Google users in the U.S. may have other things on their mind today – like the need for a bit of last-minute candidate research, for example, or searches to find out where the heck their polling place is, perhaps – but that hasn’t stopped some users from noticing changes to Google’s navigation, too. Today, we’ve received tips, we’ve seen tweets, and we’ve even seen the changes ourselves: on Google’s search engine results pages, the navigation which used to be on the left side has now been moved to the top.
This includes Google’s various search verticals, like News, Images, Maps, Shopping and “More,” which is where News, Books, and other sections are hidden. And it also includes Google’s Search Tools, which let you filter searches by time frame or result type, or sort them differently, if you choose.

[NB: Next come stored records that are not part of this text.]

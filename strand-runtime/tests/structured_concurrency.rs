//! Integration tests for the strand runtime.
//!
//! Every test runs effects through a [`Runtime`] and checks observable
//! behavior: values, exits, finalizer order, fiber ref merging and lifecycle
//! notifications.

use std::collections::{HashMap, HashSet};
use std::convert::Infallible;
use std::sync::atomic::{AtomicBool, AtomicUsize, Ordering};
use std::sync::Arc;
use std::time::{Duration, Instant};

use parking_lot::Mutex;
use strand_runtime::{
    current_log_annotations, current_max_ops_before_yield, AnyValue, Cause, Effect, ErasedExit,
    Executor, Exit, Fiber, FiberId, FiberRef, LifecycleCounter, Priority, RunError, Runtime,
    RuntimeConfig, Scheduler, SchedulerRef, Scope, Supervisor, Task, Track,
};

type Log = Arc<Mutex<Vec<String>>>;

fn new_log() -> Log {
    Arc::new(Mutex::new(Vec::new()))
}

fn push(log: &Log, entry: impl Into<String>) -> Effect<()> {
    let log = log.clone();
    let entry = entry.into();
    Effect::sync(move || log.lock().push(entry.clone()))
}

fn unit_exit() -> ErasedExit {
    let unit: AnyValue = Arc::new(());
    Exit::succeed(unit)
}

/// Yield until `cond` holds.
fn wait_until<F>(cond: F) -> Effect<()>
where
    F: Fn() -> bool + Clone + Send + Sync + 'static,
{
    Effect::suspend(move || {
        if cond() {
            Effect::unit()
        } else {
            let cond = cond.clone();
            Effect::yield_now().flat_map(move |_| wait_until(cond.clone()))
        }
    })
}

// ============================================================================
// Basic evaluation
// ============================================================================

#[test]
fn test_flat_map_succeeds() {
    let program = Effect::<i32, String>::succeed(1).flat_map(|n| Effect::succeed(n + 1));
    assert_eq!(Runtime::default().run_sync(program), Ok(2));
}

#[test]
fn test_catch_all_recovers() {
    let program = Effect::<i32, String>::fail("boom".to_string())
        .catch_all(|_| Effect::<i32, String>::succeed(4));
    assert_eq!(Runtime::default().run_sync(program), Ok(4));
}

#[test]
fn test_failure_reported_with_cause() {
    let program = Effect::<i32, String>::fail("boom".to_string()).map(|n| n + 1);
    match Runtime::default().run_sync(program) {
        Err(RunError::Failed { cause, rendered }) => {
            assert_eq!(cause, Cause::Fail("boom".to_string()));
            assert!(rendered.contains("boom"));
        }
        other => panic!("unexpected result: {:?}", other),
    }
}

#[test]
fn test_effects_are_descriptions() {
    let runs = Arc::new(AtomicUsize::new(0));
    let counter = runs.clone();
    let effect = Effect::<usize, String>::sync(move || counter.fetch_add(1, Ordering::SeqCst) + 1);

    let runtime = Runtime::default();
    assert_eq!(runs.load(Ordering::SeqCst), 0);
    assert_eq!(runtime.run_sync(effect.clone()), Ok(1));
    assert_eq!(runtime.run_sync(effect.clone()), Ok(2));

    let twice = effect.clone().zip(effect);
    assert_eq!(runtime.run_sync(twice), Ok((3, 4)));
}

#[test]
fn test_deep_flat_map_chain() {
    let depth = 100_000u64;
    let program = (0..depth).fold(Effect::<u64, String>::succeed(0), |effect, _| {
        effect.flat_map(|n| Effect::succeed(n + 1))
    });
    assert_eq!(Runtime::default().run_sync(program), Ok(depth));
}

fn count_down(n: u64) -> Effect<u64, String> {
    if n == 0 {
        Effect::succeed(0)
    } else {
        Effect::suspend(move || count_down(n - 1)).map(|x| x + 1)
    }
}

#[test]
fn test_deep_right_nested_recursion() {
    assert_eq!(Runtime::default().run_sync(count_down(100_000)), Ok(100_000));
}

#[test]
fn test_panicking_sync_is_a_defect() {
    let program = Effect::<i32, String>::sync(|| -> i32 { panic!("kaboom") });
    let exit = Runtime::default().run_sync_exit(program);
    let cause = exit.cause().expect("fiber should fail");
    assert!(cause.is_die());
    assert!(cause.defects()[0].message().contains("kaboom"));
}

#[test]
fn test_panicking_continuation_is_a_defect() {
    let program = Effect::<i32, String>::succeed(1).map(|_| -> i32 { panic!("in map") });
    let result = Runtime::default().run_sync(program);
    assert!(matches!(&result, Err(RunError::Failed { cause, .. }) if cause.is_die()));
}

#[test]
fn test_defects_skip_catch_all() {
    let program = Effect::<i32, String>::die("broken").catch_all(|_| Effect::<i32, String>::succeed(0));
    let exit = Runtime::default().run_sync_exit(program);
    assert!(exit.cause().map(|c| c.is_die()).unwrap_or(false));
}

#[test]
fn test_sandbox_exposes_cause() {
    let program = Effect::<i32, String>::die("broken")
        .sandbox()
        .catch_all(|cause| Effect::<bool, String>::succeed(cause.is_die()).map(|_| 1));
    assert_eq!(Runtime::default().run_sync(program), Ok(1));
}

#[test]
fn test_map_error_and_try_sync() {
    let program = Effect::<i32, String>::try_sync(|| "x".parse::<i32>().map_err(|e| e.to_string()))
        .map_error(|msg| msg.len());
    let exit = Runtime::default().run_sync_exit(program);
    assert!(exit.cause().and_then(|c| c.first_failure().copied()).unwrap_or(0) > 0);
}

#[test]
fn test_exit_reifies_outcome() {
    let program = Effect::<i32, String>::fail("nope".to_string()).exit();
    let exit = Runtime::default().run_sync(program).expect("exit never fails");
    assert_eq!(exit, Exit::fail("nope".to_string()));
}

// ============================================================================
// Async boundaries
// ============================================================================

#[test]
fn test_double_resume_is_ignored() {
    let program = Effect::<i32, String>::async_(|resume| {
        resume.succeed(1);
        resume.succeed(2);
        assert!(resume.is_fired());
    });
    assert_eq!(Runtime::default().run_sync(program), Ok(1));
}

If you’re not seeing the change yourself, that’s not a surprise – this is likely just a bucket test taking place. We can say that with some certainty because in many cases, Google’s sidebar ads are gone, too. (If only!) Below are some screenshots of what the changes look like, in case you’re not in the test group and are curious what people are talking about today. You’ll notice that some users actually do see the ads, while others do not, which is further indication that this is only a test – as is the doubled navigation thanks to the ever-present black bar. (We’ve asked Google for more details, but the company has yet to respond).
Update: Well! So much for calling it a bucket test. It’s the new, new thing, says Google. The reason why only some users are seeing this is because the rollout is beginning in the U.S., and hasn’t yet reached all Google users worldwide. And those missing sidebar ads? Making way for more Knowledge Graph results, it seems.
This isn’t the first time Google has experimented with changes to its navigation, by any means. Like Facebook, Google often performs tests where a subsection of users will temporarily see some updated user interface which presents various Google elements in new ways. Google uses data from tests like this to determine if it should make any of the changes the new default for its users.
As for what people think, of the cleaner, more minimalistic Google? So far, reviews are mixed. (Is “looks so Bing” a compliment, I wonder?)